* Records shown *
-------
//! Manual builder
//!
//! Walks the root, documents every source file in traversal order and
//! closes the manual with the run tally.

use crate::config::{is_skipped, ConfigError, DocConfig};
use crate::engine::walker::{source_language, walk_tree, DirListing, FileEntry};
use crate::models::{DocTally, FileKind, FileSection, Language, ModuleOutline, Numbering};
use crate::output::{format_timestamp, DocWriter};
use crate::parsers::{create_parser, normalize_newlines, DocParser, ParserError};
use std::fs::{self, File};
use std::io::{self, BufWriter, Write};
use std::path::{Path, PathBuf};
use thiserror::Error;
use tracing::{debug, info, instrument, warn};

/// Builder errors
#[derive(Error, Debug)]
pub enum BuildError {
    #[error("Config error: {0}")]
    ConfigError(#[from] ConfigError),

    #[error("Parser error: {0}")]
    ParserError(#[from] ParserError),

    #[error("Failed to read {path}: {source}")]
    ReadError {
        path: PathBuf,
        #[source]
        source: io::Error,
    },

    #[error("Failed to parse {path}: {source}")]
    SourceError {
        path: PathBuf,
        #[source]
        source: ParserError,
    },

    #[error("Failed to create {path}: {source}")]
    CreateError {
        path: PathBuf,
        #[source]
        source: io::Error,
    },

    #[error("IO error: {0}")]
    IoError(#[from] io::Error),
}

/// Numbering and totals owned by one run
#[derive(Debug, Default)]
struct Traversal {
    numbering: Numbering,
    tally: DocTally,
}

/// Builds the developer manual for a source tree
pub struct DocBuilder {
    config: DocConfig,
    parser: Box<dyn DocParser>,
}

impl DocBuilder {
    /// Create a new builder with the given configuration
    pub fn new(config: DocConfig) -> Result<Self, BuildError> {
        config.validate()?;
        let parser = create_parser(&Language::Python)?;
        Ok(Self { config, parser })
    }

    /// Write the manual to the configured output path, replacing any
    /// previous one
    pub fn build(&mut self) -> Result<DocTally, BuildError> {
        let output = self.config.output.clone();
        let file = File::create(&output).map_err(|source| BuildError::CreateError {
            path: output.clone(),
            source,
        })?;

        let tally = self.build_into(BufWriter::new(file))?;
        info!(path = %output.display(), "manual written");
        Ok(tally)
    }

    /// Write the manual to `sink` and return the run tally
    #[instrument(skip(self, sink), fields(root = %self.config.root.display()))]
    pub fn build_into<W: Write>(&mut self, sink: W) -> Result<DocTally, BuildError> {
        let mut writer = DocWriter::new(sink, self.parser.language());
        let mut traversal = Traversal::default();
        let skips = self.config.canonical_skip_paths();

        writer.write_header()?;

        for listing in walk_tree(&self.config.root, self.config.follow_symlinks) {
            for file in &listing.files {
                if source_language(&file.name) != Some(self.parser.language()) {
                    continue;
                }
                if is_skipped(&file.path, &skips) {
                    debug!(path = %file.path.display(), "skipping own source");
                    continue;
                }
                self.document_file(&mut writer, &mut traversal, &listing, file)?;
            }
        }

        let tally = traversal.tally;
        writer.write_summary(&tally, &format_timestamp(&chrono::Local::now()))?;
        writer.flush()?;

        info!(
            packages = tally.packages,
            modules = tally.modules,
            failures = tally.failures,
            "documentation complete"
        );
        Ok(tally)
    }

    /// Document one source file.
    ///
    /// Read and parse errors abort the run. A missing docstring replaces
    /// the file's units with the read failure marker.
    fn document_file<W: Write>(
        &mut self,
        writer: &mut DocWriter<W>,
        traversal: &mut Traversal,
        listing: &DirListing,
        file: &FileEntry,
    ) -> Result<(), BuildError> {
        let outline = self.parse_file(&file.path)?;
        let kind = FileKind::classify(&file.name, &self.config.package_marker);

        traversal.numbering.enter(kind);
        traversal.tally.add_file(kind);
        match kind {
            FileKind::Package => {
                writer.write_package_heading(&traversal.numbering, &listing.display)?
            }
            FileKind::Module => {
                writer.write_module_heading(&traversal.numbering, &listing.display_file(file))?
            }
        }

        match FileSection::from_outline(outline, kind) {
            FileSection::Documented(doc) => {
                debug!(
                    path = %file.path.display(),
                    functions = doc.functions.len(),
                    classes = doc.classes.len(),
                    "documented"
                );
                writer.write_module_doc(&mut traversal.numbering, &doc)?;
                traversal.tally.add_documented(&doc);
            }
            FileSection::ReadFailure(missing) => {
                warn!(path = %file.path.display(), %missing, "read failure");
                writer.write_read_failure()?;
                traversal.tally.add_failure();
            }
        }

        Ok(())
    }

    fn parse_file(&mut self, path: &Path) -> Result<ModuleOutline, BuildError> {
        let source = fs::read_to_string(path).map_err(|source| BuildError::ReadError {
            path: path.to_path_buf(),
            source,
        })?;

        self.parser
            .parse_module(&normalize_newlines(&source))
            .map_err(|source| BuildError::SourceError {
                path: path.to_path_buf(),
                source,
            })
    }
}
-------
* Exercise directions *
When answering, write out each of the lines above exactly as given.

* Exercise response *
//! Manual builder
//!
//! Walks the root, documents every source file in traversal order and
//! closes the manual with the run tally.

use crate::config::{is_skipped, ConfigError, DocConfig};
use crate::engine::walker::{source_language, walk_tree, DirListing, FileEntry};
use crate::models::{DocTally, FileKind, FileSection, Language, ModuleOutline, Numbering};
use crate::output::{format_timestamp, DocWriter};
use crate::parsers::{create_parser, normalize_newlines, DocParser, ParserError};
use std::fs::{self, File};
use std::io::{self, BufWriter, Write};
use std::path::{Path, PathBuf};
use thiserror::Error;
use tracing::{debug, info, instrument, warn};

/// Builder errors
#[derive(Error, Debug)]
pub enum BuildError {
    #[error("Config error: {0}")]
    ConfigError(#[from] ConfigError),

    #[error("Parser error: {0}")]
    ParserError(#[from] ParserError),

    #[error("Failed to read {path}: {source}")]
    ReadError {
        path: PathBuf,
        #[source]
        source: io::Error,
    },

    #[error("Failed to parse {path}: {source}")]
    SourceError {
        path: PathBuf,
        #[source]
        source: ParserError,
    },

    #[error("Failed to create {path}: {source}")]
    CreateError {
        path: PathBuf,
        #[source]
        source: io::Error,
    },

    #[error("IO error: {0}")]
    IoError(#[from] io::Error),
}

/// Numbering and totals owned by one run
#[derive(Debug, Default)]
struct Traversal {
    numbering: Numbering,
    tally: DocTally,
}

/// Builds the developer manual for a source tree
pub struct DocBuilder {
    config: DocConfig,
    parser: Box<dyn DocParser>,
}

impl DocBuilder {
    /// Create a new builder with the given configuration
    pub fn new(config: DocConfig) -> Result<Self, BuildError> {
        config.validate()?;
        let parser = create_parser(&Language::Python)?;
        Ok(Self { config, parser })
    }

    /// Write the manual to the configured output path, replacing any
    /// previous one
    pub fn build(&mut self) -> Result<DocTally, BuildError> {
        let output = self.config.output.clone();
        let file = File::create(&output).map_err(|source| BuildError::CreateError {
            path: output.clone(),
            source,
        })?;

        let tally = self.build_into(BufWriter::new(file))?;
        info!(path = %output.display(), "manual written");
        Ok(tally)
    }

    /// Write the manual to `sink` and return the run tally
    #[instrument(skip(self, sink), fields(root = %self.config.root.display()))]
    pub fn build_into<W: Write>(&mut self, sink: W) -> Result<DocTally, BuildError> {
        let mut writer = DocWriter::new(sink, self.parser.language());
        let mut traversal = Traversal::default();
        let skips = self.config.canonical_skip_paths();

        writer.write_header()?;

        for listing in walk_tree(&self.config.root, self.config.follow_symlinks) {
            for file in &listing.files {
                if source_language(&file.name) != Some(self.parser.language()) {
                    continue;
                }
                if is_skipped(&file.path, &skips) {
                    debug!(path = %file.path.display(), "skipping own source");
                    continue;
                }
                self.document_file(&mut writer, &mut traversal, &listing, file)?;
            }
        }

        let tally = traversal.tally;
        writer.write_summary(&tally, &format_timestamp(&chrono::Local::now()))?;
        writer.flush()?;

        info!(
            packages = tally.packages,
            modules = tally.modules,
            failures = tally.failures,
            "documentation complete"
        );
        Ok(tally)
    }

    /// Document one source file.
    ///
    /// Read and parse errors abort the run. A missing docstring replaces
    /// the file's units with the read failure marker.
    fn document_file<W: Write>(
        &mut self,
        writer: &mut DocWriter<W>,
        traversal: &mut Traversal,
        listing: &DirListing,
        file: &FileEntry,
    ) -> Result<(), BuildError> {
        let outline = self.parse_file(&file.path)?;
        let kind = FileKind::classify(&file.name, &self.config.package_marker);

        traversal.numbering.enter(kind);
        traversal.tally.add_file(kind);
        match kind {
            FileKind::Package => {
                writer.write_package_heading(&traversal.numbering, &listing.display)?
            }
            FileKind::Module => {
                writer.write_module_heading(&traversal.numbering, &listing.display_file(file))?
            }
        }

        match FileSection::from_outline(outline, kind) {
            FileSection::Documented(doc) => {
                debug!(
                    path = %file.path.display(),
                    functions = doc.functions.len(),
                    classes = doc.classes.len(),
                    "documented"
                );
                writer.write_module_doc(&mut traversal.numbering, &doc)?;
                traversal.tally.add_documented(&doc);
            }
            FileSection::ReadFailure(missing) => {
                warn!(path = %file.path.display(), %missing, "read failure");
                writer.write_read_failure()?;
                traversal.tally.add_failure();
            }
        }

        Ok(())
    }

    fn parse_file(&mut self, path: &Path) -> Result<ModuleOutline, BuildError> {
        let source = fs::read_to_string(path).map_err(|source| BuildError::ReadError {
            path: path.to_path_buf(),
            source,
        })?;

        self.parser
            .parse_module(&normalize_newlines(&source))
            .map_err(|source| BuildError::SourceError {
                path: path.to_path_buf(),
                source,
            })
    }
}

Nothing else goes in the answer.